The setup was implemented as follows (Fig. 17.2d). The rtMEG software [32] was run on the MEG acquisition computer to provide a network-transparent real-time interface (via the FieldTrip real-time buffer [34]) to the MEG data. Another computer ran two instances of MATLAB: one for reading the data over a TCP/IP network connection with FieldTrip functions and for estimating the tag response amplitudes, and the other for generating the dynamic stimulus and feedback with the help of PsychToolBox [37]. The two MATLAB instances communicated through a shared memory segment.

The arrival of a new data buffer from the MEG system and the refreshing of the stimulus image are asynchronous events. Thus, using two concurrent processes or threads, each handling only one of the tasks, and sharing data across them appropriately disconnects the timings and allows strictly regular updates of the stimulus and therefore maintenance of the tag frequencies.

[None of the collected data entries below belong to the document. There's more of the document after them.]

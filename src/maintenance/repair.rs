use std::sync::Arc;

use uuid::Uuid;

use crate::{
    db::{DbResult, PromptRepo},
    models::RepairReport,
};

/// Detects and corrects prompts whose stored search sources contradict their
/// `web_search_used` flag.
///
/// The confirmation gate is an explicit parameter: `apply` with
/// `confirmed = false` is a guaranteed no-op that only reports what would
/// change, independent of any input channel.
pub struct IntegrityRepair {
    prompts: Arc<dyn PromptRepo>,
}

impl IntegrityRepair {
    pub fn new(prompts: Arc<dyn PromptRepo>) -> Self {
        Self { prompts }
    }

    /// Find every prompt violating the search-flag consistency rule.
    pub async fn scan(&self) -> DbResult<Vec<Uuid>> {
        let violations = self.prompts.find_search_flag_violations().await?;
        tracing::info!(count = violations.len(), "Search-flag scan finished");
        Ok(violations)
    }

    /// Repair the given prompts, or dry-run when `confirmed` is false.
    ///
    /// The confirmed path updates all targeted rows in one atomic batch and
    /// re-reads them for the verification report. Re-entrant: repairing
    /// already-consistent rows is a safe no-op.
    pub async fn apply(&self, ids: &[Uuid], confirmed: bool) -> DbResult<RepairReport> {
        if !confirmed {
            tracing::info!(targeted = ids.len(), "Search-flag repair dry run");
            return Ok(RepairReport {
                confirmed: false,
                targeted: ids.to_vec(),
                updated: 0,
                verified: Vec::new(),
            });
        }

        match self.prompts.repair_search_flags(ids).await {
            Ok(verified) => {
                tracing::info!(updated = verified.len(), "Search-flag repair applied");
                Ok(RepairReport {
                    confirmed: true,
                    targeted: ids.to_vec(),
                    updated: verified.len(),
                    verified,
                })
            }
            Err(e) => {
                tracing::error!(targeted = ids.len(), error = %e, "Search-flag repair rolled back");
                Err(e)
            }
        }
    }
}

In this setup, the rtMEG interface incurred a delay of 30–60 ms [32], the video projection system 38–55 ms, computations on the order of 10 ms, and data accumulation 1,500 ms, which makes all other delays irrelevant.

4 Conclusions

Neurofeedback holds promise for new kinds of neuroscientific experiments and rehabilitation strategies. Compared to fMRI- and EEG-based neurofeedback, MEG may offer clear advantages due to its unique combination of excellent temporal and good spatial resolution [38, 39].

The increasing availability of software tools that support implementing neurofeedback with MEG makes such experiments tractable for a larger community of neuroscientists.